Source data
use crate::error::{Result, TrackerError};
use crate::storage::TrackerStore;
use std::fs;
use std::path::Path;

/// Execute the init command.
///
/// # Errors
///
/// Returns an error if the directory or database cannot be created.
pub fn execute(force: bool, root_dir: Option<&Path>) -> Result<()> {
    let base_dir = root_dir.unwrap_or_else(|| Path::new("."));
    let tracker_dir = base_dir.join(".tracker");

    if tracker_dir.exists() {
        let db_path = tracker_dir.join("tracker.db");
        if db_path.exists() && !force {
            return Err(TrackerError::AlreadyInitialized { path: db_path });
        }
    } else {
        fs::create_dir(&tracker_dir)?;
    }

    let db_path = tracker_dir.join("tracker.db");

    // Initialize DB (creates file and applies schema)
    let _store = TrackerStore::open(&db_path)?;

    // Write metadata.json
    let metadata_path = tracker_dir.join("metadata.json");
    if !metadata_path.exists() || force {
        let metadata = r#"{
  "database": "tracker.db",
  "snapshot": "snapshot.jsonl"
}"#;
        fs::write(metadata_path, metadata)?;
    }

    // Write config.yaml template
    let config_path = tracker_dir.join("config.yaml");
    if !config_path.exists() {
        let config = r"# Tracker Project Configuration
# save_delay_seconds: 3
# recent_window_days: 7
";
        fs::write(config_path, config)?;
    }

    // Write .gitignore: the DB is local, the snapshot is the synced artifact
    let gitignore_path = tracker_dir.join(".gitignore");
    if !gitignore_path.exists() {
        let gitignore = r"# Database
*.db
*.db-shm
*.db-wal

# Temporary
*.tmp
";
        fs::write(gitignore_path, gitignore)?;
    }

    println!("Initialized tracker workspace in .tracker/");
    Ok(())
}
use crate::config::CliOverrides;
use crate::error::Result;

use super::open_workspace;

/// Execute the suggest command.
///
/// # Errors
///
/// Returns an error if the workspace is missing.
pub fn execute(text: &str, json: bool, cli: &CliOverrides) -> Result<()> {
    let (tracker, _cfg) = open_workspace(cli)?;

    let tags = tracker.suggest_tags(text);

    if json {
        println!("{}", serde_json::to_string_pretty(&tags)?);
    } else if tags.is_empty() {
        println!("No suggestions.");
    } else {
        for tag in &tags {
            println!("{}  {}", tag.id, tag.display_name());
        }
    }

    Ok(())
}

==

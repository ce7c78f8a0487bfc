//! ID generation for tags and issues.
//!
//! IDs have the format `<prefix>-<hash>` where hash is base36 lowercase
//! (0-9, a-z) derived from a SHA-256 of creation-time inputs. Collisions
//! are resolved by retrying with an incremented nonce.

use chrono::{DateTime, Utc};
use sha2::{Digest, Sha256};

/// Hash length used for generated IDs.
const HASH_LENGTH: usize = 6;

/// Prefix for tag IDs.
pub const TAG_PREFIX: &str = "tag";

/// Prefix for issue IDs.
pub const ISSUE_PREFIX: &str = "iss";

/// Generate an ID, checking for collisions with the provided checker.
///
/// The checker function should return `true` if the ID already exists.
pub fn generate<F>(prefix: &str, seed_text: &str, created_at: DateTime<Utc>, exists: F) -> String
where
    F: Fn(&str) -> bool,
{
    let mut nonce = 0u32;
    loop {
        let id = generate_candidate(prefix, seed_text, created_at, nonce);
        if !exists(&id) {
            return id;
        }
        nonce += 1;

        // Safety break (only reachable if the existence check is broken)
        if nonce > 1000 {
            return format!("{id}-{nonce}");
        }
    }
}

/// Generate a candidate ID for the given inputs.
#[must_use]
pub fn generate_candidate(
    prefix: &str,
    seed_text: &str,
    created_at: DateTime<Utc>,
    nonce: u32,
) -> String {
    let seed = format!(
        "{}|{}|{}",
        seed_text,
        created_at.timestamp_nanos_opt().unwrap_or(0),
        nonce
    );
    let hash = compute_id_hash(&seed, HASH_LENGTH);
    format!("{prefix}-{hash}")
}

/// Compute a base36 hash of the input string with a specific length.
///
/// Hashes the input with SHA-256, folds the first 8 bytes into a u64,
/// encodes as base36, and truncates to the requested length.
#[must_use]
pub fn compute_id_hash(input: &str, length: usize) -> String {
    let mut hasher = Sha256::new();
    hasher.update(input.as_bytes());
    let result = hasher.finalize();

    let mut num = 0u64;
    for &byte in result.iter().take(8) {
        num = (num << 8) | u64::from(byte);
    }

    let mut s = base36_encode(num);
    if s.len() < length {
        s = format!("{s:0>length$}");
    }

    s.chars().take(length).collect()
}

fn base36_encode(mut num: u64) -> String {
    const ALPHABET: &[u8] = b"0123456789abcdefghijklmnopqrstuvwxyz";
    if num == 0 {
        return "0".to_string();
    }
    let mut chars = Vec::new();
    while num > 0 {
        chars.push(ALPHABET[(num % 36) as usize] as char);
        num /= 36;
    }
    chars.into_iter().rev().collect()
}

---

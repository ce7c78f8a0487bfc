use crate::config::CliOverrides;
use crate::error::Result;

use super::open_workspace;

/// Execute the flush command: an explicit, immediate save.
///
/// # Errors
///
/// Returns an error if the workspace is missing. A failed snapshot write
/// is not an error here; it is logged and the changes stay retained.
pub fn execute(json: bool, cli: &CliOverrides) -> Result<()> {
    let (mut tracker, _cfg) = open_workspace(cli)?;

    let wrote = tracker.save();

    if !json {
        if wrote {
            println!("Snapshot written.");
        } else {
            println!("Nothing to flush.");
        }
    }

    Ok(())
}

Task prompt
Using the records above, copy every line that has the word "DateTime" in it.

Your response
use chrono::{DateTime, Utc};
pub fn generate<F>(prefix: &str, seed_text: &str, created_at: DateTime<Utc>, exists: F) -> String
    created_at: DateTime<Utc>,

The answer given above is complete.